TRY IT >> Once you have located the line containing "assert!(is_satisfiable(&[&[pos(0), pos(1)], &[neg(0)]]));" in the material below, return it exactly along with each line after it through the line containing "use std::fmt;".

THE RECORDS >>
use std::fmt::{Debug, Formatter};

use crate::{
    internal::id::LearntClauseId, solver::decision_map::DecisionMap, Job, Pool, RelationId,
    SolvableId,
};

/// Represents a single clause in the SAT problem
///
/// # SAT terminology
///
/// Clauses consist of disjunctions of literals (i.e. a list of variables,
/// potentially negated, joined by the logical "or" operator). Here are some
/// examples:
///
/// - (¬A ∨ ¬B)
/// - (¬A ∨ B ∨ C)
/// - (A)
///
/// If `(¬A ∨ ¬B)` is a clause, `¬A` and `¬B` are its literals, and `A` and `B`
/// are variables. Variables are represented by [`SolvableId`], and assignments
/// are tracked in the [`DecisionMap`].
///
/// The kind of a clause records why it exists, which is what problems are
/// reported in terms of. The job variants carry the index of the job in the
/// list passed to the solver.
#[derive(Copy, Clone, Debug, PartialEq, Eq)]
pub(crate) enum Clause {
    /// One of the candidates of an install job must be installed
    ///
    /// In SAT terms: (C1 ∨ C2 ∨ ... ∨ Cn), empty if nothing matched
    Job(usize),
    /// An installed solvable targeted by an update job must be kept or
    /// replaced by one of its update candidates
    ///
    /// In SAT terms: (A ∨ U1 ∨ ... ∨ Un)
    UpdateJob(usize, SolvableId),
    /// An erase job removes an installed solvable
    ///
    /// In SAT terms: (¬A)
    Erase(usize, SolvableId),
    /// A lock job keeps the state of a solvable
    ///
    /// In SAT terms: (A) for installed solvables, (¬A) otherwise
    Lock(usize, SolvableId),
    /// The solvable requires one of the providers of the relation
    ///
    /// In SAT terms: (¬A ∨ B1 ∨ B2 ∨ ... ∨ B99), just (¬A) when nothing
    /// provides the relation
    Requires(SolvableId, RelationId),
    /// The first solvable conflicts with a provider of the relation
    ///
    /// In SAT terms: (¬A ∨ ¬B)
    Conflicts(SolvableId, SolvableId, RelationId),
    /// The first solvable obsoletes the second through the relation
    ///
    /// In SAT terms: (¬A ∨ ¬B)
    Obsoletes(SolvableId, SolvableId, RelationId),
    /// Two solvables with the same name may not be installed together
    ///
    /// In SAT terms: (¬A ∨ ¬B)
    SameName(SolvableId, SolvableId),
    /// An installed solvable may not be removed, only kept or updated. Only
    /// created when uninstalling is not allowed.
    ///
    /// In SAT terms: (A ∨ U1 ∨ ... ∨ Un)
    Update(SolvableId),
    /// A clause learnt during solving
    Learnt(LearntClauseId),
}

/// A clause together with its literals and the two literals it watches.
///
/// The order of the literals is the order in which the candidates are
/// preferred and never changes, watching is tracked by index.
#[derive(Clone, Debug)]
pub(crate) struct ClauseState {
    pub(crate) kind: Clause,
    pub(crate) literals: Vec<Literal>,
    pub(crate) watched: [usize; 2],
}

impl ClauseState {
    fn new(kind: Clause, literals: Vec<Literal>) -> Self {
        Self {
            kind,
            literals,
            watched: [0, 1],
        }
    }

    pub(crate) fn job(job: usize, candidates: &[SolvableId]) -> Self {
        Self::new(
            Clause::Job(job),
            candidates.iter().copied().map(Literal::positive).collect(),
        )
    }

    pub(crate) fn update_job(job: usize, installed: SolvableId, ranked: &[SolvableId]) -> Self {
        Self::new(
            Clause::UpdateJob(job, installed),
            ranked.iter().copied().map(Literal::positive).collect(),
        )
    }

    pub(crate) fn erase(job: usize, solvable: SolvableId) -> Self {
        Self::new(Clause::Erase(job, solvable), vec![Literal::negative(solvable)])
    }

    pub(crate) fn lock(job: usize, solvable: SolvableId, installed: bool) -> Self {
        let literal = if installed {
            Literal::positive(solvable)
        } else {
            Literal::negative(solvable)
        };
        Self::new(Clause::Lock(job, solvable), vec![literal])
    }

    pub(crate) fn requires(
        parent: SolvableId,
        requirement: RelationId,
        candidates: &[SolvableId],
    ) -> Self {
        Self::new(
            Clause::Requires(parent, requirement),
            std::iter::once(Literal::negative(parent))
                .chain(candidates.iter().copied().map(Literal::positive))
                .collect(),
        )
    }

    pub(crate) fn conflicts(solvable: SolvableId, other: SolvableId, relation: RelationId) -> Self {
        Self::new(
            Clause::Conflicts(solvable, other, relation),
            vec![Literal::negative(solvable), Literal::negative(other)],
        )
    }

    pub(crate) fn obsoletes(solvable: SolvableId, other: SolvableId, relation: RelationId) -> Self {
        Self::new(
            Clause::Obsoletes(solvable, other, relation),
            vec![Literal::negative(solvable), Literal::negative(other)],
        )
    }

    pub(crate) fn same_name(a: SolvableId, b: SolvableId) -> Self {
        Self::new(
            Clause::SameName(a, b),
            vec![Literal::negative(a), Literal::negative(b)],
        )
    }

    pub(crate) fn update(installed: SolvableId, candidates: &[SolvableId]) -> Self {
        Self::new(
            Clause::Update(installed),
            std::iter::once(Literal::positive(installed))
                .chain(candidates.iter().copied().map(Literal::positive))
                .collect(),
        )
    }

    /// Creates a learnt clause. The first literal must be the one that is
    /// asserted after backjumping, the second one the literal assigned at the
    /// highest level among the others.
    pub(crate) fn learnt(learnt_clause_id: LearntClauseId, literals: Vec<Literal>) -> Self {
        debug_assert!(!literals.is_empty());
        Self::new(Clause::Learnt(learnt_clause_id), literals)
    }

    /// Clauses with fewer than two literals cannot be watched, they are
    /// asserted up front instead.
    pub(crate) fn has_watches(&self) -> bool {
        self.literals.len() >= 2
    }

    pub(crate) fn watched_literals(&self) -> [Literal; 2] {
        [self.literals[self.watched[0]], self.literals[self.watched[1]]]
    }

    /// Returns true if at least one literal evaluates to true
    pub(crate) fn is_satisfied(&self, map: &DecisionMap) -> bool {
        self.literals.iter().any(|l| l.eval(map) == Some(true))
    }

    /// Called when the watched literal `literal` became false. Tries to move
    /// the watch to another literal that is not false.
    ///
    /// Returns `Ok(Some(new_watch))` when the watch moved, `Ok(None)` when the
    /// clause is satisfied by its other watch and `Err(other)` when the other
    /// watch is the only literal left that can satisfy the clause.
    pub(crate) fn next_watch(
        &mut self,
        literal: Literal,
        map: &DecisionMap,
    ) -> Result<Option<Literal>, Literal> {
        let watch_index = if self.literals[self.watched[0]] == literal {
            0
        } else {
            debug_assert_eq!(self.literals[self.watched[1]], literal);
            1
        };
        let other = self.literals[self.watched[1 - watch_index]];
        if other.eval(map) == Some(true) {
            return Ok(None);
        }

        let other_index = self.watched[1 - watch_index];
        let replacement = self
            .literals
            .iter()
            .enumerate()
            .find(|&(index, l)| {
                index != other_index
                    && index != self.watched[watch_index]
                    && l.eval(map) != Some(false)
            })
            .map(|(index, _)| index);

        match replacement {
            Some(index) => {
                self.watched[watch_index] = index;
                Ok(Some(self.literals[index]))
            }
            None => Err(other),
        }
    }

    pub(crate) fn debug<'a>(&'a self, pool: &'a Pool, jobs: &'a [Job]) -> ClauseDebug<'a> {
        ClauseDebug {
            clause: self,
            pool,
            jobs,
        }
    }
}

/// A literal is a solvable, possibly negated
#[derive(Copy, Clone, Debug, Eq, PartialEq, Hash)]
pub(crate) struct Literal {
    pub(crate) solvable_id: SolvableId,
    pub(crate) negate: bool,
}

impl Literal {
    pub(crate) fn positive(solvable_id: SolvableId) -> Self {
        Self {
            solvable_id,
            negate: false,
        }
    }

    pub(crate) fn negative(solvable_id: SolvableId) -> Self {
        Self {
            solvable_id,
            negate: true,
        }
    }

    /// Returns the value that would make the literal evaluate to true if
    /// assigned to the literal's solvable
    pub(crate) fn satisfying_value(self) -> bool {
        !self.negate
    }

    /// Evaluates the literal, or returns `None` if no value has been assigned
    /// to the solvable
    pub(crate) fn eval(self, decision_map: &DecisionMap) -> Option<bool> {
        decision_map
            .value(self.solvable_id)
            .map(|value| self.eval_with(value))
    }

    fn eval_with(self, solvable_value: bool) -> bool {
        if self.negate {
            !solvable_value
        } else {
            solvable_value
        }
    }

    /// A dense index, two per solvable
    pub(crate) fn index(self) -> usize {
        self.solvable_id.0 as usize * 2 + self.negate as usize
    }
}

pub(crate) struct ClauseDebug<'a> {
    clause: &'a ClauseState,
    pool: &'a Pool,
    jobs: &'a [Job],
}

impl Debug for ClauseDebug<'_> {
    fn fmt(&self, f: &mut Formatter<'_>) -> std::fmt::Result {
        let pool = self.pool;
        let job = |index: usize| self.jobs[index].display(pool);
        match self.clause.kind {
            Clause::Job(index) => write!(f, "job {}", job(index)),
            Clause::UpdateJob(index, installed) => write!(
                f,
                "job {} for {}",
                job(index),
                pool.display_solvable(installed)
            ),
            Clause::Erase(index, solvable) => write!(
                f,
                "job {} removes {}",
                job(index),
                pool.display_solvable(solvable)
            ),
            Clause::Lock(index, solvable) => write!(
                f,
                "job {} fixes {}",
                job(index),
                pool.display_solvable(solvable)
            ),
            Clause::Requires(solvable, relation) => write!(
                f,
                "{} requires {}",
                pool.display_solvable(solvable),
                pool.display_relation(relation)
            ),
            Clause::Conflicts(solvable, other, relation) => write!(
                f,
                "{} conflicts with {} ({})",
                pool.display_solvable(solvable),
                pool.display_solvable(other),
                pool.display_relation(relation)
            ),
            Clause::Obsoletes(solvable, other, relation) => write!(
                f,
                "{} obsoletes {} ({})",
                pool.display_solvable(solvable),
                pool.display_solvable(other),
                pool.display_relation(relation)
            ),
            Clause::SameName(a, b) => write!(
                f,
                "only one of {} and {}",
                pool.display_solvable(a),
                pool.display_solvable(b)
            ),
            Clause::Update(installed) => {
                write!(f, "keep or update {}", pool.display_solvable(installed))
            }
            Clause::Learnt(_) => {
                write!(f, "learnt clause (")?;
                for (index, literal) in self.clause.literals.iter().enumerate() {
                    if index > 0 {
                        write!(f, " ∨ ")?;
                    }
                    if literal.negate {
                        write!(f, "¬")?;
                    }
                    write!(f, "{}", pool.display_solvable(literal.solvable_id))?;
                }
                write!(f, ")")
            }
        }
    }
}
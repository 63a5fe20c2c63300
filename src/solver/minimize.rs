use ahash::HashMap;

use crate::{internal::id::ClauseId, solver::clause::Literal, SolvableId};

/// Shrinks an unsatisfiable set of clauses until removing any single clause
/// would make it satisfiable.
///
/// Clauses are dropped one at a time and kept out whenever the rest stays
/// unsatisfiable. The sets this runs on are the handful of rules that caused
/// a conflict, so a plain DPLL search is enough to check them.
pub(crate) fn minimal_unsatisfiable_subset(clauses: Vec<(ClauseId, &[Literal])>) -> Vec<ClauseId> {
    let literals: Vec<&[Literal]> = clauses.iter().map(|&(_, literals)| literals).collect();
    if is_satisfiable(&literals) {
        tracing::warn!("attempted to minimize a satisfiable set of {} clauses", clauses.len());
        return clauses.into_iter().map(|(id, _)| id).collect();
    }

    let mut core = clauses;
    let mut index = 0;
    while index < core.len() {
        let without: Vec<&[Literal]> = core
            .iter()
            .enumerate()
            .filter(|&(other, _)| other != index)
            .map(|(_, &(_, literals))| literals)
            .collect();
        if is_satisfiable(&without) {
            index += 1;
        } else {
            core.remove(index);
        }
    }

    core.into_iter().map(|(id, _)| id).collect()
}

enum Status {
    Satisfied,
    Falsified,
    Unit(Literal),
    Open(Literal),
}

fn status(clause: &[Literal], assignment: &HashMap<SolvableId, bool>) -> Status {
    let mut unassigned = None;
    let mut count = 0;
    for &literal in clause {
        match assignment.get(&literal.solvable_id) {
            Some(&value) if value == literal.satisfying_value() => return Status::Satisfied,
            Some(_) => {}
            None => {
                count += 1;
                unassigned.get_or_insert(literal);
            }
        }
    }
    match (count, unassigned) {
        (1, Some(literal)) => Status::Unit(literal),
        (_, Some(literal)) => Status::Open(literal),
        (_, None) => Status::Falsified,
    }
}

pub(crate) fn is_satisfiable(clauses: &[&[Literal]]) -> bool {
    let mut assignment = HashMap::default();
    search(clauses, &mut assignment)
}

fn search(clauses: &[&[Literal]], assignment: &mut HashMap<SolvableId, bool>) -> bool {
    let mut trail = Vec::new();
    let result = propagate_and_branch(clauses, assignment, &mut trail);
    for solvable in trail {
        assignment.remove(&solvable);
    }
    result
}

fn propagate_and_branch(
    clauses: &[&[Literal]],
    assignment: &mut HashMap<SolvableId, bool>,
    trail: &mut Vec<SolvableId>,
) -> bool {
    loop {
        let mut changed = false;
        for clause in clauses {
            match status(clause, assignment) {
                Status::Falsified => return false,
                Status::Unit(literal) => {
                    assignment.insert(literal.solvable_id, literal.satisfying_value());
                    trail.push(literal.solvable_id);
                    changed = true;
                }
                Status::Satisfied | Status::Open(_) => {}
            }
        }
        if !changed {
            break;
        }
    }

    let branch = clauses.iter().find_map(|clause| match status(clause, assignment) {
        Status::Open(literal) => Some(literal),
        _ => None,
    });
    let Some(literal) = branch else {
        return true;
    };

    for value in [literal.satisfying_value(), !literal.satisfying_value()] {
        assignment.insert(literal.solvable_id, value);
        if search(clauses, assignment) {
            return true;
        }
        assignment.remove(&literal.solvable_id);
    }
    false
}

#[cfg(test)]
mod tests {
    use super::*;
    use crate::internal::arena::ArenaId;

    fn pos(id: u32) -> Literal {
        Literal::positive(SolvableId(id))
    }

    fn neg(id: u32) -> Literal {
        Literal::negative(SolvableId(id))
    }

    #[test]
    fn test_is_satisfiable() {
        assert!(is_satisfiable(&[]));
        assert!(is_satisfiable(&[&[pos(0), pos(1)], &[neg(0)]]));
        assert!(!is_satisfiable(&[&[pos(0)], &[neg(0)]]));
        assert!(!is_satisfiable(&[&[]]));
        assert!(!is_satisfiable(&[
            &[pos(0), pos(1)],
            &[neg(0), pos(1)],
            &[pos(0), neg(1)],
            &[neg(0), neg(1)],
        ]));
    }

    #[test]
    fn test_minimal_subset_drops_irrelevant_clauses() {
        // (A) (¬A ∨ B) (¬B) is the core, (C ∨ A) and (¬C) are noise
        let clauses: Vec<Vec<Literal>> = vec![
            vec![pos(0)],
            vec![pos(2), pos(0)],
            vec![neg(0), pos(1)],
            vec![neg(2)],
            vec![neg(1)],
        ];
        let input = clauses
            .iter()
            .enumerate()
            .map(|(index, literals)| (ClauseId::from_usize(index), literals.as_slice()))
            .collect();

        let core = minimal_unsatisfiable_subset(input);
        assert_eq!(
            core,
            vec![
                ClauseId::from_usize(0),
                ClauseId::from_usize(2),
                ClauseId::from_usize(4)
            ]
        );
    }
}
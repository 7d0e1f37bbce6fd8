//! Error types shared across the Tessera workspace.

use std::error::Error;
use std::fmt;

/// A persisted session could not be turned into a board.
///
/// This is the "corrupted save state" case: the engine never loads a
/// partial board and falls back to a fresh game instead.
#[derive(Clone, Debug, PartialEq, Eq)]
pub enum LoadError {
    /// The cell array does not hold exactly one value per cell.
    WrongLength {
        /// The required number of cells.
        expected: usize,
        /// The number of cells found.
        found: usize,
    },
    /// A cell holds a value that no sequence of spawns and merges can produce.
    InvalidTileValue {
        /// Row-major index of the offending cell.
        index: usize,
        /// The offending value.
        value: u32,
    },
}

impl fmt::Display for LoadError {
    fn fmt(&self, f: &mut fmt::Formatter<'_>) -> fmt::Result {
        match self {
            Self::WrongLength { expected, found } => {
                write!(f, "expected {expected} cells, found {found}")
            }
            Self::InvalidTileValue { index, value } => {
                write!(f, "cell {index} holds invalid tile value {value}")
            }
        }
    }
}

impl Error for LoadError {}
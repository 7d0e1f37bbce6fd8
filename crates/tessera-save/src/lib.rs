//! Persistence collaborator for Tessera.
//!
//! Stores the in-progress session and the leaderboard as two small
//! binary files. The board engine never touches this crate directly:
//! a host injects a [`FileStore`] as the engine's save and leaderboard
//! sink and hands its loaded contents to the engine at session start.
//!
//! # Format
//!
//! ```text
//! [MAGIC "TSRA"] [VERSION u8] [KIND u8] [payload] [FNV-1a checksum u64]
//! ```
//!
//! All integers are little-endian. A session payload is the cell count
//! (`u32`), one `u32` per cell, then score and elapsed time as `u64`.
//! A leaderboard payload is three count-prefixed lists: best tiles
//! (`u32`), best scores (`u64`), fastest times (`u64`).

#![deny(missing_docs)]
#![deny(rustdoc::broken_intra_doc_links)]
#![forbid(unsafe_code)]

pub mod codec;
pub mod error;
pub mod hash;
pub mod leaderboard;
pub mod store;

pub use error::SaveError;
pub use leaderboard::{Leaderboard, LEADERBOARD_SIZE};
pub use store::FileStore;

/// Magic bytes at the start of every save file.
pub const MAGIC: [u8; 4] = *b"TSRA";

/// Current binary format version.
pub const FORMAT_VERSION: u8 = 1;

/// Record kind tag for a saved session.
pub const KIND_SESSION: u8 = 1;

/// Record kind tag for the leaderboard.
pub const KIND_LEADERBOARD: u8 = 2;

TASK RESPONSE >>
        assert!(is_satisfiable(&[&[pos(0), pos(1)], &[neg(0)]]));
        assert!(!is_satisfiable(&[&[pos(0)], &[neg(0)]]));
        assert!(!is_satisfiable(&[&[]]));
        assert!(!is_satisfiable(&[
            &[pos(0), pos(1)],
            &[neg(0), pos(1)],
            &[pos(0), neg(1)],
            &[neg(0), neg(1)],
        ]));
    }

    #[test]
    fn test_minimal_subset_drops_irrelevant_clauses() {
        // (A) (¬A ∨ B) (¬B) is the core, (C ∨ A) and (¬C) are noise
        let clauses: Vec<Vec<Literal>> = vec![
            vec![pos(0)],
            vec![pos(2), pos(0)],
            vec![neg(0), pos(1)],
            vec![neg(2)],
            vec![neg(1)],
        ];
        let input = clauses
            .iter()
            .enumerate()
            .map(|(index, literals)| (ClauseId::from_usize(index), literals.as_slice()))
            .collect();

        let core = minimal_unsatisfiable_subset(input);
        assert_eq!(
            core,
            vec![
                ClauseId::from_usize(0),
                ClauseId::from_usize(2),
                ClauseId::from_usize(4)
            ]
        );
    }
}
repository 7d0e1f37bbce6fd8
//! Error types shared across the Tessera workspace.

use std::error::Error;
use std::fmt;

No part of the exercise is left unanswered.